Give the records again in full, exactly as they are.
TASK DATA START
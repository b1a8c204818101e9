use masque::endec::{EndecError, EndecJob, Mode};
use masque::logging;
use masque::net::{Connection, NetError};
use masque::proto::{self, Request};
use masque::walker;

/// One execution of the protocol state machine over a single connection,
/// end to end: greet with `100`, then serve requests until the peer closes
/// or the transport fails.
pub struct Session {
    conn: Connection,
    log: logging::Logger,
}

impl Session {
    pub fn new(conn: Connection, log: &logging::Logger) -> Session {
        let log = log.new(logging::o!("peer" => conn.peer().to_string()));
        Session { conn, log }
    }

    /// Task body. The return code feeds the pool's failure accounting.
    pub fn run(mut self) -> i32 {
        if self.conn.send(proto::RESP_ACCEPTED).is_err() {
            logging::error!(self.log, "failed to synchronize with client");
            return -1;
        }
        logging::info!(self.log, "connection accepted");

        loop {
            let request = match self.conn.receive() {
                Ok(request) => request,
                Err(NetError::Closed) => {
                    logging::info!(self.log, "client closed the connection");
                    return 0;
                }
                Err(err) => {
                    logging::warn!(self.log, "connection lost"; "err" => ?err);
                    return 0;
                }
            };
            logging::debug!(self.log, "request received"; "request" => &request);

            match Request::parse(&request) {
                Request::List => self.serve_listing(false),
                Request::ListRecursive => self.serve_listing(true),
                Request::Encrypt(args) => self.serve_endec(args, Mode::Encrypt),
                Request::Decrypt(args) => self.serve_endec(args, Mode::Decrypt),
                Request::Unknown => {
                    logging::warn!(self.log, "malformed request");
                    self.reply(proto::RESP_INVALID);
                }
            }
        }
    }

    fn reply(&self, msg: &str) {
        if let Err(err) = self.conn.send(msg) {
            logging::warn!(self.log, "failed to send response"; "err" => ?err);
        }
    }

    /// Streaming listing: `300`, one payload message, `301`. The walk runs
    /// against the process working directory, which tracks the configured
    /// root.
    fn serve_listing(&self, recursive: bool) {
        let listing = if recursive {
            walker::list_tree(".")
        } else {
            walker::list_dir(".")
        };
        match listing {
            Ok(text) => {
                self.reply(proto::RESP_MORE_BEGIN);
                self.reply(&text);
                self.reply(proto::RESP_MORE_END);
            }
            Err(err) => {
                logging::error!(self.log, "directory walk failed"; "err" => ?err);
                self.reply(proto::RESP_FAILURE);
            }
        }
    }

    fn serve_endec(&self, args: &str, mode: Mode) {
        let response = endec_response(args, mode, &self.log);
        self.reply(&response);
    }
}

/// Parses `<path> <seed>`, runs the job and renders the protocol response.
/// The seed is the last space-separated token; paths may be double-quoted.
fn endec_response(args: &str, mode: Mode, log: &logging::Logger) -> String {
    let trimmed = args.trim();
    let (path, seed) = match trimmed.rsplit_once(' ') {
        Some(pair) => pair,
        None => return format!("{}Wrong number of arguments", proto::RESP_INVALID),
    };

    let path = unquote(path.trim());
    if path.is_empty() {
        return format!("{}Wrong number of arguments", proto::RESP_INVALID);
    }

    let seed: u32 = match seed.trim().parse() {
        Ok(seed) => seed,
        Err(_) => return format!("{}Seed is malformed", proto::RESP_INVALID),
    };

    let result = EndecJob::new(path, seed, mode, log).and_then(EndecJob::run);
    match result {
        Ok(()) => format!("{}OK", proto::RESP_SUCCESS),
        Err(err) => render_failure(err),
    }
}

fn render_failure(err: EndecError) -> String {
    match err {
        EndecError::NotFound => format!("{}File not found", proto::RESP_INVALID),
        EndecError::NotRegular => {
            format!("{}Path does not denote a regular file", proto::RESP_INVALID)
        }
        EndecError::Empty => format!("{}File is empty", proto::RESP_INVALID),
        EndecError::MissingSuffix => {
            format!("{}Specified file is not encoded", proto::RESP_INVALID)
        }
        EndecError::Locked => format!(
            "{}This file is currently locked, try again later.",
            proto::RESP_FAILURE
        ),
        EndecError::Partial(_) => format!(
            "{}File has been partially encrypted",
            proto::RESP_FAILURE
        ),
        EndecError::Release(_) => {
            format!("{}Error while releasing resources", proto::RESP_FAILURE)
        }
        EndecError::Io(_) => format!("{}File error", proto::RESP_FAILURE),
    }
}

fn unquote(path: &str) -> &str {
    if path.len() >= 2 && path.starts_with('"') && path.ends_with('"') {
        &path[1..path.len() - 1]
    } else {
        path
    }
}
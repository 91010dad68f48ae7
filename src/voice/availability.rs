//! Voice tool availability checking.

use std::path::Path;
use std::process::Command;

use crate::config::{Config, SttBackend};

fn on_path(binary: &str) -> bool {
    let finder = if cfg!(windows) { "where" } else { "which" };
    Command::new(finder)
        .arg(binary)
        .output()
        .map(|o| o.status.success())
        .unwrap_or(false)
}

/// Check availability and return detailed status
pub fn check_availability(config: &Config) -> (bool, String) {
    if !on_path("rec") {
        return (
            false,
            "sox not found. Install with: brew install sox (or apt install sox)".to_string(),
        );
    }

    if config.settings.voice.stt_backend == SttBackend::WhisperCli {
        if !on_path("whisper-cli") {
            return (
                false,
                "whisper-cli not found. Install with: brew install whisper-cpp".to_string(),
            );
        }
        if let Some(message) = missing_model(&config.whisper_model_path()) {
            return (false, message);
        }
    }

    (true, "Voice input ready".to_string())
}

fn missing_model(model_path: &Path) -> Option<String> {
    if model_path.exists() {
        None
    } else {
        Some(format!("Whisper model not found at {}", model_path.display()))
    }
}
TASK DATA END
• [WRITTEN RESPONSE]:
repository b1a8c204818101e9
use masque::endec::{EndecError, EndecJob, Mode};
use masque::logging;
use masque::net::{Connection, NetError};
use masque::proto::{self, Request};
use masque::walker;

/// One execution of the protocol state machine over a single connection,
/// end to end: greet with `100`, then serve requests until the peer closes
/// or the transport fails.
pub struct Session {
    conn: Connection,
    log: logging::Logger,
}

impl Session {
    pub fn new(conn: Connection, log: &logging::Logger) -> Session {
        let log = log.new(logging::o!("peer" => conn.peer().to_string()));
        Session { conn, log }
    }

    /// Task body. The return code feeds the pool's failure accounting.
    pub fn run(mut self) -> i32 {
        if self.conn.send(proto::RESP_ACCEPTED).is_err() {
            logging::error!(self.log, "failed to synchronize with client");
            return -1;
        }
        logging::info!(self.log, "connection accepted");

        loop {
            let request = match self.conn.receive() {
                Ok(request) => request,
                Err(NetError::Closed) => {
                    logging::info!(self.log, "client closed the connection");
                    return 0;
                }
                Err(err) => {
                    logging::warn!(self.log, "connection lost"; "err" => ?err);
                    return 0;
                }
            };
            logging::debug!(self.log, "request received"; "request" => &request);

            match Request::parse(&request) {
                Request::List => self.serve_listing(false),
                Request::ListRecursive => self.serve_listing(true),
                Request::Encrypt(args) => self.serve_endec(args, Mode::Encrypt),
                Request::Decrypt(args) => self.serve_endec(args, Mode::Decrypt),
                Request::Unknown => {
                    logging::warn!(self.log, "malformed request");
                    self.reply(proto::RESP_INVALID);
                }
            }
        }
    }

    fn reply(&self, msg: &str) {
        if let Err(err) = self.conn.send(msg) {
            logging::warn!(self.log, "failed to send response"; "err" => ?err);
        }
    }

    /// Streaming listing: `300`, one payload message, `301`. The walk runs
    /// against the process working directory, which tracks the configured
    /// root.
    fn serve_listing(&self, recursive: bool) {
        let listing = if recursive {
            walker::list_tree(".")
        } else {
            walker::list_dir(".")
        };
        match listing {
            Ok(text) => {
                self.reply(proto::RESP_MORE_BEGIN);
                self.reply(&text);
                self.reply(proto::RESP_MORE_END);
            }
            Err(err) => {
                logging::error!(self.log, "directory walk failed"; "err" => ?err);
                self.reply(proto::RESP_FAILURE);
            }
        }
    }

    fn serve_endec(&self, args: &str, mode: Mode) {
        let response = endec_response(args, mode, &self.log);
        self.reply(&response);
    }
}

/// Parses `<path> <seed>`, runs the job and renders the protocol response.
/// The seed is the last space-separated token; paths may be double-quoted.
fn endec_response(args: &str, mode: Mode, log: &logging::Logger) -> String {
    let trimmed = args.trim();
    let (path, seed) = match trimmed.rsplit_once(' ') {
        Some(pair) => pair,
        None => return format!("{}Wrong number of arguments", proto::RESP_INVALID),
    };

    let path = unquote(path.trim());
    if path.is_empty() {
        return format!("{}Wrong number of arguments", proto::RESP_INVALID);
    }

    let seed: u32 = match seed.trim().parse() {
        Ok(seed) => seed,
        Err(_) => return format!("{}Seed is malformed", proto::RESP_INVALID),
    };

    let result = EndecJob::new(path, seed, mode, log).and_then(EndecJob::run);
    match result {
        Ok(()) => format!("{}OK", proto::RESP_SUCCESS),
        Err(err) => render_failure(err),
    }
}

fn render_failure(err: EndecError) -> String {
    match err {
        EndecError::NotFound => format!("{}File not found", proto::RESP_INVALID),
        EndecError::NotRegular => {
            format!("{}Path does not denote a regular file", proto::RESP_INVALID)
        }
        EndecError::Empty => format!("{}File is empty", proto::RESP_INVALID),
        EndecError::MissingSuffix => {
            format!("{}Specified file is not encoded", proto::RESP_INVALID)
        }
        EndecError::Locked => format!(
            "{}This file is currently locked, try again later.",
            proto::RESP_FAILURE
        ),
        EndecError::Partial(_) => format!(
            "{}File has been partially encrypted",
            proto::RESP_FAILURE
        ),
        EndecError::Release(_) => {
            format!("{}Error while releasing resources", proto::RESP_FAILURE)
        }
        EndecError::Io(_) => format!("{}File error", proto::RESP_FAILURE),
    }
}

fn unquote(path: &str) -> &str {
    if path.len() >= 2 && path.starts_with('"') && path.ends_with('"') {
        &path[1..path.len() - 1]
    } else {
        path
    }
}
repository 91010dad68f48ae7
filename src/voice/availability.rs
//! Voice tool availability checking.

use std::path::Path;
use std::process::Command;

use crate::config::{Config, SttBackend};

fn on_path(binary: &str) -> bool {
    let finder = if cfg!(windows) { "where" } else { "which" };
    Command::new(finder)
        .arg(binary)
        .output()
        .map(|o| o.status.success())
        .unwrap_or(false)
}

/// Check availability and return detailed status
pub fn check_availability(config: &Config) -> (bool, String) {
    if !on_path("rec") {
        return (
            false,
            "sox not found. Install with: brew install sox (or apt install sox)".to_string(),
        );
    }

    if config.settings.voice.stt_backend == SttBackend::WhisperCli {
        if !on_path("whisper-cli") {
            return (
                false,
                "whisper-cli not found. Install with: brew install whisper-cpp".to_string(),
            );
        }
        if let Some(message) = missing_model(&config.whisper_model_path()) {
            return (false, message);
        }
    }

    (true, "Voice input ready".to_string())
}

fn missing_model(model_path: &Path) -> Option<String> {
    if model_path.exists() {
        None
    } else {
        Some(format!("Whisper model not found at {}", model_path.display()))
    }
}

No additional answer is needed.